This morning I present some notes from Scott’s excellent presentation at Sugar Camp today, about more effectively leveraging the work of other projects in Sugar. As a new full-time user of Sugar (day three!) these issues are especially acute for me, and I have a new appreciation for them.
Why did we choose Matchbox to run Sugar? Because (a) we cared chiefly about a full-screen windowing mode, and (b) Matchbox fit nicely into the small memory footprint on the XO, and (c) we didn’t care about compatibility with legacy applications, because Sugar activities were going to RULE THE WORLD!
It’s probably time to move beyond Matchbox, and it shouldn’t be too difficult to do — one of the nice things about the structure of X is that the window manager really is quite modularized. And the big new requirement, which Matchbox doesn’t deal with well, is to deal gracefully with applications that really do need multiple windows. For instance: running Gimp would be truly nightmarish under Sugar, and would be very difficult to Sugarize. It would be mighty nice if such applications “degraded” gracefully.
Scott is looking at Awesome, which is a tiled window manager that also has a compatibility mode that allows for floating layers. There are other tiled window managers being considered; everyone’s got their favorite, of course, but it does look like Awesome is in the lead right now.

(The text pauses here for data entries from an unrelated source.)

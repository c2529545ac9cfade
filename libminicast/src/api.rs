//! Minifeed API client
//!
//! A stateless (per-request) collaborator: it carries the feed key for
//! the authentication header and nothing else. Expected failures (auth
//! rejection, server errors, transport faults) never surface as `Err`;
//! the call yields no result and the human-readable message is routed to
//! the notice sink. Callers must treat "no result" as "not yet
//! published", never as a permanent failure.

use reqwest::header::{CONTENT_LENGTH, CONTENT_TYPE};
use reqwest::{Method, StatusCode};
use serde::Deserialize;
use std::time::Duration;
use tracing::{debug, warn};

use crate::notices::NoticeSink;

/// Authentication header carrying the feed key on every call.
pub const FEED_KEY_HEADER: &str = "X-Minifeed-Feed-Key";

/// Identity verification route.
pub const VERIFY_ENDPOINT: &str = "verifyminifeed";

/// Publication route.
pub const PUBLISH_ENDPOINT: &str = "minifeed";

/// Notice text for a 403 response.
pub const AUTH_FAILURE_NOTICE: &str =
    "There was an error authenticating, please check your Feed Key.";

/// Notice text for a 500 response.
pub const SERVER_FAILURE_NOTICE: &str = "There was an error contacting the API server.";

// Transport timeout; a stuck call blocks only its own save or render
// request, so a generous bound is fine.
const REQUEST_TIMEOUT: Duration = Duration::from_secs(30);

/// Successful body of `GET verifyminifeed`.
#[derive(Debug, Clone, Deserialize)]
pub struct VerifyResponse {
    pub gcid: String,
}

/// Successful body of `POST minifeed`: the remote post identifier.
#[derive(Debug, Clone, Deserialize)]
pub struct PublishResponse {
    pub id: String,
}

pub struct MinifeedClient {
    http: reqwest::Client,
    base_url: String,
    feedkey: String,
    notices: NoticeSink,
}

impl MinifeedClient {
    pub fn new(base_url: String, feedkey: String, notices: NoticeSink) -> Self {
        Self {
            http: reqwest::Client::new(),
            base_url,
            feedkey,
            notices,
        }
    }

    /// Issue an authenticated call and classify the outcome.
    ///
    /// Status contract: 200 yields the parsed JSON body; 403 and 500 yield
    /// nothing and record their fixed notice; any other status is a
    /// generic failure with no notice, logged at debug. Transport errors
    /// record the underlying error text.
    pub async fn call(
        &self,
        method: Method,
        endpoint: &str,
        body: Option<String>,
    ) -> Option<serde_json::Value> {
        let url = format!("{}/{}", self.base_url.trim_end_matches('/'), endpoint);

        let mut request = self
            .http
            .request(method, &url)
            .header(CONTENT_TYPE, "application/json")
            .header(FEED_KEY_HEADER, &self.feedkey)
            .timeout(REQUEST_TIMEOUT);
        if let Some(body) = body {
            request = request.header(CONTENT_LENGTH, body.len()).body(body);
        }

        let response = match request.send().await {
            Ok(response) => response,
            Err(e) => {
                self.notices
                    .record(&format!("A transport error occurred: {}", e))
                    .await;
                return None;
            }
        };

        match response.status() {
            StatusCode::OK => match response.json::<serde_json::Value>().await {
                Ok(value) => Some(value),
                Err(e) => {
                    warn!(%url, error = %e, "API returned 200 with an unparseable body");
                    None
                }
            },
            StatusCode::FORBIDDEN => {
                self.notices.record(AUTH_FAILURE_NOTICE).await;
                None
            }
            StatusCode::INTERNAL_SERVER_ERROR => {
                self.notices.record(SERVER_FAILURE_NOTICE).await;
                None
            }
            status => {
                debug!(%url, %status, "unclassified API status treated as generic failure");
                None
            }
        }
    }

    /// `GET verifyminifeed`: resolve the publisher identity for this feed key.
    pub async fn verify_minifeed(&self) -> Option<VerifyResponse> {
        let value = self.call(Method::GET, VERIFY_ENDPOINT, None).await?;
        match serde_json::from_value(value) {
            Ok(response) => Some(response),
            Err(e) => {
                warn!(error = %e, "verifyminifeed returned an unexpected body");
                None
            }
        }
    }

    /// `POST minifeed`: publish an already-serialized payload.
    pub async fn publish(&self, body: &str) -> Option<PublishResponse> {
        let value = self
            .call(Method::POST, PUBLISH_ENDPOINT, Some(body.to_string()))
            .await?;
        match serde_json::from_value(value) {
            Ok(response) => Some(response),
            Err(e) => {
                warn!(error = %e, "minifeed returned an unexpected body");
                None
            }
        }
    }
}
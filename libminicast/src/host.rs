//! Host CMS collaborators
//!
//! The bridge never talks to the host platform directly; everything it
//! needs (item retrieval, permissions, per-item metadata, permalinks,
//! anti-forgery tokens) comes through this trait. Implementing it for a
//! real CMS is the embedder's job; `MockHost` is available to all builds
//! so integration tests can drive the full save pipeline.

use std::collections::{HashMap, HashSet};
use std::sync::Mutex;

/// Per-item metadata key for the "publish requested" flag ("1"/"0").
pub const PUBLISH_FLAG_META: &str = "minifeed_publish";

/// Per-item metadata key for the sent marker; presence implies the item
/// was confirmed published, value is the remote post id.
pub const SENT_META: &str = "minifeed_sent";

#[derive(Debug, Clone, Copy, PartialEq, Eq)]
pub enum ItemKind {
    /// A primary post, the only kind eligible for publication.
    Post,
    Page,
    Attachment,
}

#[derive(Debug, Clone)]
pub struct ContentItem {
    pub id: String,
    pub title: String,
    pub body: String,
    pub kind: ItemKind,
}

/// Seam to the host content store.
pub trait ContentHost: Send + Sync {
    /// Retrieve an item by identifier.
    fn item(&self, id: &str) -> Option<ContentItem>;

    /// Whether the actor may edit the item.
    fn can_edit(&self, actor: &str, id: &str) -> bool;

    /// Whether the identifier names a revision snapshot rather than a
    /// primary item.
    fn is_revision(&self, id: &str) -> bool;

    /// Permanent public URL for the item.
    fn permalink(&self, id: &str) -> String;

    /// URL of the designated featured-image rendition, if any.
    fn featured_image(&self, id: &str) -> Option<String>;

    /// Read a named per-item metadata value.
    fn meta(&self, id: &str, key: &str) -> Option<String>;

    /// Write a named per-item metadata value.
    fn set_meta(&self, id: &str, key: &str, value: &str);

    /// Verify a one-time anti-forgery token from a form submission.
    fn verify_token(&self, token: &str) -> bool;
}

/// Configurable in-memory host for tests
#[derive(Default)]
pub struct MockHost {
    items: Mutex<HashMap<String, ContentItem>>,
    meta: Mutex<HashMap<(String, String), String>>,
    /// Log of every set_meta call, for asserting write counts.
    meta_writes: Mutex<Vec<(String, String, String)>>,
    revisions: Mutex<HashSet<String>>,
    denied_actors: Mutex<HashSet<String>>,
    featured_images: Mutex<HashMap<String, String>>,
    valid_tokens: Mutex<HashSet<String>>,
}

impl MockHost {
    pub fn new() -> Self {
        Self::default()
    }

    pub fn add_item(&self, item: ContentItem) {
        self.items
            .lock()
            .unwrap()
            .insert(item.id.clone(), item);
    }

    pub fn add_revision(&self, id: &str) {
        self.revisions.lock().unwrap().insert(id.to_string());
    }

    pub fn deny_actor(&self, actor: &str) {
        self.denied_actors.lock().unwrap().insert(actor.to_string());
    }

    pub fn set_featured_image(&self, id: &str, url: &str) {
        self.featured_images
            .lock()
            .unwrap()
            .insert(id.to_string(), url.to_string());
    }

    pub fn issue_token(&self, token: &str) {
        self.valid_tokens.lock().unwrap().insert(token.to_string());
    }

    /// Number of set_meta calls writing the given key for the given item.
    pub fn meta_write_count(&self, id: &str, key: &str) -> usize {
        self.meta_writes
            .lock()
            .unwrap()
            .iter()
            .filter(|(wid, wkey, _)| wid == id && wkey == key)
            .count()
    }
}

impl ContentHost for MockHost {
    fn item(&self, id: &str) -> Option<ContentItem> {
        self.items.lock().unwrap().get(id).cloned()
    }

    fn can_edit(&self, actor: &str, _id: &str) -> bool {
        !self.denied_actors.lock().unwrap().contains(actor)
    }

    fn is_revision(&self, id: &str) -> bool {
        self.revisions.lock().unwrap().contains(id)
    }

    fn permalink(&self, id: &str) -> String {
        format!("https://blog.example/?p={}", id)
    }

    fn featured_image(&self, id: &str) -> Option<String> {
        self.featured_images.lock().unwrap().get(id).cloned()
    }

    fn meta(&self, id: &str, key: &str) -> Option<String> {
        self.meta
            .lock()
            .unwrap()
            .get(&(id.to_string(), key.to_string()))
            .cloned()
    }

    fn set_meta(&self, id: &str, key: &str, value: &str) {
        self.meta
            .lock()
            .unwrap()
            .insert((id.to_string(), key.to_string()), value.to_string());
        self.meta_writes.lock().unwrap().push((
            id.to_string(),
            key.to_string(),
            value.to_string(),
        ));
    }

    fn verify_token(&self, token: &str) -> bool {
        // One-time use: a verified token cannot be replayed.
        self.valid_tokens.lock().unwrap().remove(token)
    }
}

#[cfg(test)]
mod tests {
    use super::*;

    #[test]
    fn test_mock_host_meta_round_trip() {
        let host = MockHost::new();
        assert_eq!(host.meta("42", PUBLISH_FLAG_META), None);

        host.set_meta("42", PUBLISH_FLAG_META, "1");
        assert_eq!(host.meta("42", PUBLISH_FLAG_META).as_deref(), Some("1"));
        assert_eq!(host.meta_write_count("42", PUBLISH_FLAG_META), 1);
    }

    #[test]
    fn test_mock_host_token_is_one_time_use() {
        let host = MockHost::new();
        host.issue_token("tok-1");

        assert!(host.verify_token("tok-1"));
        assert!(!host.verify_token("tok-1"));
        assert!(!host.verify_token("never-issued"));
    }

    #[test]
    fn test_mock_host_permissions_and_revisions() {
        let host = MockHost::new();
        host.deny_actor("viewer");
        host.add_revision("42-rev-3");

        assert!(host.can_edit("editor", "42"));
        assert!(!host.can_edit("viewer", "42"));
        assert!(host.is_revision("42-rev-3"));
        assert!(!host.is_revision("42"));
    }
}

We should also be using the standard notification, alert mechanisms, and system tray specs that freedesktop.org supports. (Seems like the only reason this hasn’t been done so far has been time.) Here’s what that means to me: when I use my IRC client in GNOME and someone says “hello gregdek,” I get a glowing icon on my system tray. (Yaaay! Somebody likes me!) But XoIRC, right now, is incapable. Which makes IRC much less useful for me (although I’ll probably get more done.) This is an opportunity to work directly with the folks at freedesktop.org, and this is important; if Sugar is to be viable, we must learn to work with other projects and take advantage of the work they’ve already done. What will these notifications look like in Sugar, exactly, which currently doesn’t have a “system tray”, per se? Unclear, but thankfully Eben is really good at solving these kinds of problems.
Finally, there is the question about the fundamental difference between “Sugar activities”, which the current UI relies upon and expects, and “Linux applications”, which the current UI completely ignores. As the real-world deployments grow, the need to consume non-Sugarized Linux applications grows with it. Having a window manager that handles this problem gracefully is only a first step: necessary, but not sufficient. Follow-on questions come up quickly. If Audacity isn’t Sugarized, how do you even find it? Do you put a lightweight Sugar “launching” wrapper around Linux applications?
Seems like most of these things are making their way on the roadmap this week. That’s a Good Thing. It’s been a really productive session.